この仏の御功徳をば、法華経を信ずる人にゆずり給う。例せば、悲母の食う物の乳となりて赤子を養うがごとし。「今この三界は、皆これ我が有なり。その中の衆生は、ことごとくこれ吾が子なり」等云々。教主釈尊は、この功徳を法華経の文字となして、一切衆生の口になめさせ給う。赤子の水・火をわきまえず、毒・薬を知らざれども、乳を含めば身命をつぐがごとし。阿含経を習うことは舎利弗等のごとくならざれども、華厳経をさとること解脱月等のごとくならざれども、乃至一代聖教を胸に浮かべたること文殊のごとくならざれども、一字一句をもこれを聞きし人、仏にならざるはなし。

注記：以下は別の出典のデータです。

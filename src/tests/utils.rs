use std::cell::RefCell;
use std::cmp::Ordering;
use std::io::Cursor;

use crate::db::connection::{init_db, Database};
use crate::db::PropertyStore;
use crate::domain::fields::FIELDS;
use crate::domain::filter::{Condition, FilterValue, Operator};
use crate::domain::property::PropertyRecord;
use crate::errors::{AppError, AppResult};
use crate::search::query::PropertyQuery;
use crate::search::session::{Session, SessionOptions};

/// In-memory SQLite loaded with `sql/sample_properties.sql`.
pub fn sample_db() -> Database {
    let db = Database::open_in_memory().expect("in-memory DB");
    init_db(&db, "sql/sample_properties.sql")
        .unwrap_or_else(|e| panic!("Database initialization failed: {e}"));
    db
}

/// Fake store that evaluates filters in memory and remembers what it ran.
pub struct MemoryStore {
    records: Vec<PropertyRecord>,
    pub executed: RefCell<Vec<String>>,
}

impl MemoryStore {
    pub fn new(records: Vec<PropertyRecord>) -> Self {
        Self {
            records,
            executed: RefCell::new(Vec::new()),
        }
    }
}

impl PropertyStore for MemoryStore {
    fn ping(&self) -> AppResult<()> {
        Ok(())
    }

    fn for_each_property(
        &self,
        query: &PropertyQuery,
        visit: &mut dyn FnMut(PropertyRecord) -> AppResult<()>,
    ) -> AppResult<usize> {
        self.executed.borrow_mut().push(query.to_string());

        let mut count = 0;
        for record in &self.records {
            if query.conditions().iter().all(|c| condition_matches(c, record)) {
                visit(record.clone())?;
                count += 1;
            }
        }
        Ok(count)
    }
}

/// The value stored under a `Property` column name.
pub fn column_value(record: &PropertyRecord, column: &str) -> Option<FilterValue> {
    let value = match column {
        "SquareFootage" => FilterValue::Integer(record.square_footage),
        "Lighting" => FilterValue::Text(record.lighting.clone()),
        "Price" => FilterValue::Decimal(record.price),
        "Rooms" => FilterValue::Integer(record.rooms),
        "Bathrooms" => FilterValue::Integer(record.bathrooms),
        "Latitude" => FilterValue::Decimal(record.latitude),
        "Longitude" => FilterValue::Decimal(record.longitude),
        "Description" => FilterValue::Text(record.description.clone()),
        "Yard" => FilterValue::Boolean(record.yard),
        "Garage" => FilterValue::Boolean(record.garage),
        "Pool" => FilterValue::Boolean(record.pool),
        _ => return None,
    };
    Some(value)
}

/// Evaluates a condition against a record the way SQLite would.
pub fn condition_matches(condition: &Condition, record: &PropertyRecord) -> bool {
    let Some(actual) = column_value(record, condition.column) else {
        return false;
    };

    if condition.operator == Operator::Like {
        return match (&actual, &condition.value) {
            (FilterValue::Text(text), FilterValue::Text(pattern)) => like_match(pattern, text),
            _ => false,
        };
    }

    let Some(ordering) = compare(&actual, &condition.value) else {
        return false;
    };
    match condition.operator {
        Operator::Eq => ordering == Ordering::Equal,
        Operator::NotEq => ordering != Ordering::Equal,
        Operator::Lt => ordering == Ordering::Less,
        Operator::LtEq => ordering != Ordering::Greater,
        Operator::Gt => ordering == Ordering::Greater,
        Operator::GtEq => ordering != Ordering::Less,
        Operator::Like => false,
    }
}

fn compare(left: &FilterValue, right: &FilterValue) -> Option<Ordering> {
    match (left, right) {
        (FilterValue::Integer(a), FilterValue::Integer(b)) => Some(a.cmp(b)),
        (FilterValue::Integer(a), FilterValue::Decimal(b)) => (*a as f64).partial_cmp(b),
        (FilterValue::Decimal(a), FilterValue::Integer(b)) => a.partial_cmp(&(*b as f64)),
        (FilterValue::Decimal(a), FilterValue::Decimal(b)) => a.partial_cmp(b),
        (FilterValue::Text(a), FilterValue::Text(b)) => Some(a.cmp(b)),
        (FilterValue::Boolean(a), FilterValue::Boolean(b)) => Some(a.cmp(b)),
        _ => None,
    }
}

/// SQLite `LIKE`: `%` matches any run, `_` one character, ASCII letters
/// compare case-insensitively. Backtracks only to the last `%`, so it runs
/// in linear time per `%` rather than exponentially.
pub fn like_match(pattern: &str, text: &str) -> bool {
    let pattern: Vec<char> = pattern.chars().map(|c| c.to_ascii_lowercase()).collect();
    let text: Vec<char> = text.chars().map(|c| c.to_ascii_lowercase()).collect();

    let (mut p, mut t) = (0, 0);
    let mut resume: Option<(usize, usize)> = None;
    while t < text.len() {
        if p < pattern.len() && pattern[p] == '%' {
            resume = Some((p, t));
            p += 1;
        } else if p < pattern.len() && (pattern[p] == '_' || pattern[p] == text[t]) {
            p += 1;
            t += 1;
        } else if let Some((star, start)) = resume {
            resume = Some((star, start + 1));
            p = star + 1;
            t = start + 1;
        } else {
            return false;
        }
    }
    pattern[p..].iter().all(|&c| c == '%')
}

/// Store that yields some rows and then fails.
pub struct BrokenStore {
    pub rows_before_failure: Vec<PropertyRecord>,
    pub fatal: bool,
}

impl PropertyStore for BrokenStore {
    fn ping(&self) -> AppResult<()> {
        Ok(())
    }

    fn for_each_property(
        &self,
        _query: &PropertyQuery,
        visit: &mut dyn FnMut(PropertyRecord) -> AppResult<()>,
    ) -> AppResult<usize> {
        for record in &self.rows_before_failure {
            visit(record.clone())?;
        }
        if self.fatal {
            Err(AppError::Connect("connection reset".to_string()))
        } else {
            Err(AppError::Decode("Invalid column type Null at index: 7".to_string()))
        }
    }
}

pub fn property(
    square_footage: i64,
    lighting: &str,
    price: f64,
    rooms: i64,
    description: &str,
    (yard, garage, pool): (bool, bool, bool),
) -> PropertyRecord {
    PropertyRecord {
        square_footage,
        lighting: lighting.to_string(),
        price,
        rooms,
        bathrooms: 1,
        latitude: 40.7,
        longitude: -73.9,
        description: description.to_string(),
        yard,
        garage,
        pool,
    }
}

pub fn sample_records() -> Vec<PropertyRecord> {
    vec![
        property(850, "low", 325000.0, 2, "Walk-up apartment", (false, false, false)),
        property(1450, "medium", 489900.0, 3, "Brownstone with a garden", (true, false, false)),
        property(3100, "high", 1250000.0, 5, "Family home", (true, true, true)),
    ]
}

/// Answers that leave every field blank.
pub fn blank_search() -> String {
    "\n".repeat(FIELDS.len())
}

/// Answers for one search: the given `(column, expression)` pairs, blanks elsewhere.
pub fn search_with(answers: &[(&str, &str)]) -> String {
    FIELDS
        .iter()
        .map(|field| {
            let answer = answers
                .iter()
                .find(|(column, _)| *column == field.column)
                .map(|(_, expr)| *expr)
                .unwrap_or("");
            format!("{answer}\n")
        })
        .collect()
}

/// Runs a whole session against `store` with the scripted input.
pub fn run_session(
    store: &dyn PropertyStore,
    script: &str,
    options: SessionOptions,
) -> (AppResult<usize>, String) {
    let mut output = Vec::new();
    let result = Session::new(store, Cursor::new(script.as_bytes().to_vec()), &mut output, options).run();
    (result, String::from_utf8(output).expect("utf-8 output"))
}
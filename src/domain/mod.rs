pub mod fields;
pub mod filter;
pub mod property;
use std::fs::File;
use std::io::{self, Read, Seek, SeekFrom};
use std::path::Path;
use std::time::Duration;

use log::{debug, warn};

use super::{DriverStatus, RadioDriver};
use crate::config::StreamConfig;

/// Replays a raw capture as if it were a receiver.
/// Expects interleaved I/Q samples as little-endian i16 pairs (SC16 Q11).
/// Tuning calls are accepted and ignored since the recording is fixed.
#[derive(Debug)]
pub struct FileRadio {
    file: File,
    loop_on_eof: bool,
    rx_enabled: bool,
}

impl FileRadio {
    /// Open a capture file.
    /// If loop_on_eof is true, the file will restart from the beginning on EOF.
    pub fn open<P: AsRef<Path>>(path: P, loop_on_eof: bool) -> io::Result<Self> {
        let file = File::open(path)?;
        Ok(Self {
            file,
            loop_on_eof,
            rx_enabled: false,
        })
    }

    /// Read exactly `buf.len()` bytes, rewinding at EOF when looping.
    fn fill(&mut self, buf: &mut [u8]) -> io::Result<()> {
        let mut total_read = 0;
        let mut rewound_empty = false;

        while total_read < buf.len() {
            match self.file.read(&mut buf[total_read..]) {
                Ok(0) => {
                    if !self.loop_on_eof || rewound_empty {
                        return Err(io::ErrorKind::UnexpectedEof.into());
                    }
                    self.file.seek(SeekFrom::Start(0))?;
                    rewound_empty = true;
                }
                Ok(n) => {
                    total_read += n;
                    rewound_empty = false;
                }
                Err(e) if e.kind() == io::ErrorKind::Interrupted => continue,
                Err(e) => return Err(e),
            }
        }

        Ok(())
    }
}

impl RadioDriver for FileRadio {
    fn set_frequency(&mut self, _hz: u64) -> Result<(), DriverStatus> {
        Ok(())
    }

    fn set_sample_rate(&mut self, _hz: u32) -> Result<(), DriverStatus> {
        Ok(())
    }

    fn set_bandwidth(&mut self, _hz: u32) -> Result<(), DriverStatus> {
        Ok(())
    }

    fn set_gain(&mut self, _db: i32) -> Result<(), DriverStatus> {
        Ok(())
    }

    fn configure_stream(&mut self, _config: &StreamConfig) -> Result<(), DriverStatus> {
        Ok(())
    }

    fn set_rx_enabled(&mut self, enabled: bool) -> Result<(), DriverStatus> {
        self.rx_enabled = enabled;
        Ok(())
    }

    fn read(&mut self, samples: &mut [i16], _timeout: Duration) -> Result<(), DriverStatus> {
        if !self.rx_enabled {
            return Err(DriverStatus::NOT_INIT);
        }

        let mut bytes = vec![0u8; samples.len() * size_of::<i16>()];
        self.fill(&mut bytes).map_err(|e| {
            warn!("Capture file read failed: {}", e);
            DriverStatus::IO
        })?;

        for (sample, raw) in samples.iter_mut().zip(bytes.chunks_exact(2)) {
            *sample = i16::from_le_bytes([raw[0], raw[1]]);
        }

        debug!("Replayed {} samples from capture file", samples.len() / 2);
        Ok(())
    }
}
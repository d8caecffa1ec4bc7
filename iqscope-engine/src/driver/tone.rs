use std::f64::consts::TAU;
use std::thread;
use std::time::Duration;

use iqscope_messages::{Decibels, Hertz};
use log::debug;
use rand::rngs::StdRng;
use rand::{Rng, SeedableRng};
use rand_distr::StandardNormal;

use super::{DriverStatus, RadioDriver};
use crate::config::StreamConfig;

const FREQUENCY_RANGE: (u64, u64) = (47_000_000, 6_000_000_000);
const SAMPLE_RATE_RANGE: (u32, u32) = (520_834, 61_440_000);
const BANDWIDTH_RANGE: (u32, u32) = (200_000, 56_000_000);
const GAIN_RANGE: (i32, i32) = (-15, 60);

/// Gain at which the tone comes out at its nominal amplitude.
const REFERENCE_GAIN: i32 = 30;

/// Noise standard deviation relative to full scale (about -60 dBFS).
const NOISE_AMPLITUDE: f64 = 1e-3;

/// Fixed so repeated runs see the same noise floor.
const NOISE_SEED: u64 = 0x2545_f491_4f6c_dd1d;

const FULL_SCALE: f64 = 2048.0;

/// Synthetic receiver producing a complex tone plus a low noise floor.
///
/// Tuning is range-checked like a bladeRF 2.0, reads are paced to the
/// configured sample rate.
#[derive(Debug)]
pub struct ToneRadio {
    offset: Hertz,
    amplitude: f64,
    sample_rate: u32,
    gain: i32,
    rx_enabled: bool,
    phase: f64,
    rng: StdRng,
}

impl ToneRadio {
    pub fn new(offset: Hertz, amplitude: Decibels) -> Self {
        Self {
            offset,
            amplitude: f64::from(amplitude.to_linear()),
            sample_rate: 0,
            gain: REFERENCE_GAIN,
            rx_enabled: false,
            phase: 0.0,
            rng: StdRng::seed_from_u64(NOISE_SEED),
        }
    }

    fn check<T: PartialOrd>(value: T, (min, max): (T, T)) -> Result<(), DriverStatus> {
        if value < min || value > max {
            return Err(DriverStatus::RANGE);
        }
        Ok(())
    }

    fn next_noise(&mut self) -> f64 {
        let sample: f64 = self.rng.sample(StandardNormal);
        NOISE_AMPLITUDE * sample
    }

    fn quantize(value: f64) -> i16 {
        (value * FULL_SCALE).round().clamp(-FULL_SCALE, FULL_SCALE - 1.0) as i16
    }
}

impl RadioDriver for ToneRadio {
    fn set_frequency(&mut self, hz: u64) -> Result<(), DriverStatus> {
        Self::check(hz, FREQUENCY_RANGE)
    }

    fn set_sample_rate(&mut self, hz: u32) -> Result<(), DriverStatus> {
        Self::check(hz, SAMPLE_RATE_RANGE)?;
        self.sample_rate = hz;
        Ok(())
    }

    fn set_bandwidth(&mut self, hz: u32) -> Result<(), DriverStatus> {
        Self::check(hz, BANDWIDTH_RANGE)
    }

    fn set_gain(&mut self, db: i32) -> Result<(), DriverStatus> {
        Self::check(db, GAIN_RANGE)?;
        self.gain = db;
        Ok(())
    }

    fn configure_stream(&mut self, config: &StreamConfig) -> Result<(), DriverStatus> {
        if config.num_buffers == 0 || config.buffer_size == 0 || config.num_transfers == 0 {
            return Err(DriverStatus::INVALID);
        }
        if config.num_transfers >= config.num_buffers {
            return Err(DriverStatus::INVALID);
        }
        Ok(())
    }

    fn set_rx_enabled(&mut self, enabled: bool) -> Result<(), DriverStatus> {
        self.rx_enabled = enabled;
        Ok(())
    }

    fn read(&mut self, samples: &mut [i16], timeout: Duration) -> Result<(), DriverStatus> {
        if !self.rx_enabled || self.sample_rate == 0 {
            return Err(DriverStatus::NOT_INIT);
        }

        let pairs = samples.len() / 2;
        let rate = f64::from(self.sample_rate);
        let capture_time = Duration::from_secs_f64(pairs as f64 / rate);
        if capture_time > timeout {
            thread::sleep(timeout);
            return Err(DriverStatus::TIMEOUT);
        }
        thread::sleep(capture_time);

        let gain = 10f64.powf(f64::from(self.gain - REFERENCE_GAIN) / 20.0);
        let amplitude = self.amplitude * gain;
        let step = TAU * self.offset.as_hz() as f64 / rate;

        for pair in samples.chunks_exact_mut(2) {
            let i = amplitude * self.phase.cos() + self.next_noise();
            let q = amplitude * self.phase.sin() + self.next_noise();
            pair[0] = Self::quantize(i);
            pair[1] = Self::quantize(q);
            self.phase = (self.phase + step) % TAU;
        }

        debug!("Tone radio produced {} samples", pairs);
        Ok(())
    }
}
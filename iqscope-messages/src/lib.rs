mod command;
mod event;
mod state;
mod units;

pub use command::Command;
pub use event::Event;
pub use state::{Backend, EngineState, TuningState};
pub use units::{Decibels, Hertz, ParseHertzError};
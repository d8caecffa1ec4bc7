use iqscope_messages::{Backend, TuningState};
use log::info;

use crate::capture::CaptureChannel;
use crate::config::AnalyzerConfig;
use crate::device::DeviceHandle;
use crate::driver::RadioDriver;
use crate::error::{Error, Result};
use crate::spectrum::SpectrumBuilder;
use crate::transform::{FftEngine, SpectralTransform};

/// Open a spectrum analyzer on the first radio available for `backend`.
pub fn open_analyzer(backend: &Backend, config: AnalyzerConfig) -> Result<Analyzer> {
    Analyzer::open(backend, config)
}

/// Handle to a tuned receiver and its spectrum pipeline.
///
/// All methods take `&mut self` for anything that touches the radio, so a
/// setter can never race an in-flight acquisition on the same handle. Move
/// the analyzer onto its own thread (see [`Engine`](crate::Engine)) to keep a
/// caller responsive.
#[derive(Debug)]
pub struct Analyzer<T = FftEngine> {
    device: DeviceHandle,
    capture: CaptureChannel,
    builder: SpectrumBuilder<T>,
}

impl Analyzer<FftEngine> {
    pub fn open(backend: &Backend, config: AnalyzerConfig) -> Result<Self> {
        let device = DeviceHandle::initialize(backend, &config)?;
        // A failed plan drops `device`, closing the radio.
        let transform = FftEngine::new(config.fft_size)?;
        Ok(Self::assemble(device, transform, config))
    }
}

impl<T: SpectralTransform> Analyzer<T> {
    /// Build an analyzer around an already opened driver and transform.
    pub fn from_parts(
        driver: Box<dyn RadioDriver>,
        transform: T,
        config: AnalyzerConfig,
    ) -> Result<Self> {
        let device = DeviceHandle::with_driver(driver, &config)?;
        Ok(Self::assemble(device, transform, config))
    }

    fn assemble(device: DeviceHandle, transform: T, config: AnalyzerConfig) -> Self {
        info!("Analyzer open, {} bins", transform.size());
        Self {
            device,
            capture: CaptureChannel::new(config.read_timeout),
            builder: SpectrumBuilder::new(transform),
        }
    }

    pub fn set_frequency(&mut self, hz: u64) -> Result<()> {
        self.device.set_frequency(hz)
    }

    pub fn set_sample_rate(&mut self, hz: u32) -> Result<()> {
        self.device.set_sample_rate(hz)
    }

    pub fn set_bandwidth(&mut self, hz: u32) -> Result<()> {
        self.device.set_bandwidth(hz)
    }

    pub fn set_gain(&mut self, db: i32) -> Result<()> {
        self.device.set_gain(db)
    }

    pub fn frequency(&self) -> u64 {
        self.device.frequency()
    }

    pub fn sample_rate(&self) -> u32 {
        self.device.sample_rate()
    }

    pub fn bandwidth(&self) -> u32 {
        self.device.bandwidth()
    }

    pub fn gain(&self) -> i32 {
        self.device.gain()
    }

    pub fn tuning(&self) -> TuningState {
        self.device.tuning()
    }

    /// Resolution the transform is currently planned for.
    pub fn fft_size(&self) -> usize {
        self.builder.transform().size()
    }

    pub fn transform(&self) -> &T {
        self.builder.transform()
    }

    pub fn capture(&self) -> &CaptureChannel {
        &self.capture
    }

    pub fn is_open(&self) -> bool {
        self.device.is_open()
    }

    /// Fill `out` with `out.len()` dB levels in ascending-frequency order.
    pub fn get_spectrum(&mut self, out: &mut [f32]) -> Result<()> {
        self.builder
            .compute_spectrum(&mut self.device, &self.capture, out)
    }

    /// Like [`get_spectrum`](Self::get_spectrum) into a new buffer of `n` bins.
    pub fn spectrum(&mut self, n: usize) -> Result<Vec<f32>> {
        let mut out = Vec::new();
        out.try_reserve_exact(n)
            .map_err(|_| Error::AllocationFailure { size: n })?;
        out.resize(n, 0.0);
        self.get_spectrum(&mut out)?;
        Ok(out)
    }

    /// Disable RX and release the radio.
    pub fn close(mut self) {
        self.device.shutdown();
    }
}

彼の五千の上慢は、聞いてさとらず、不信の人なり。しかれども、謗ぜざりしかば、三月を経て仏になりにき。「もしは信ずるも、もしは信ぜざるも、則ち不動国に生ぜん」と涅槃経に説かるるは、この人のことなり。法華経は、不信の者すら、謗ぜざれば、聞きつるが不思議にて仏になるなり。いわゆる七歩蛇に食まれたる人、一歩乃至七歩をすぎず。毒の用の不思議にて八歩をすごさぬなり。また胎内の子の七日のごとし。必ず七日の内に転じて余の形となる。八日をすごさず。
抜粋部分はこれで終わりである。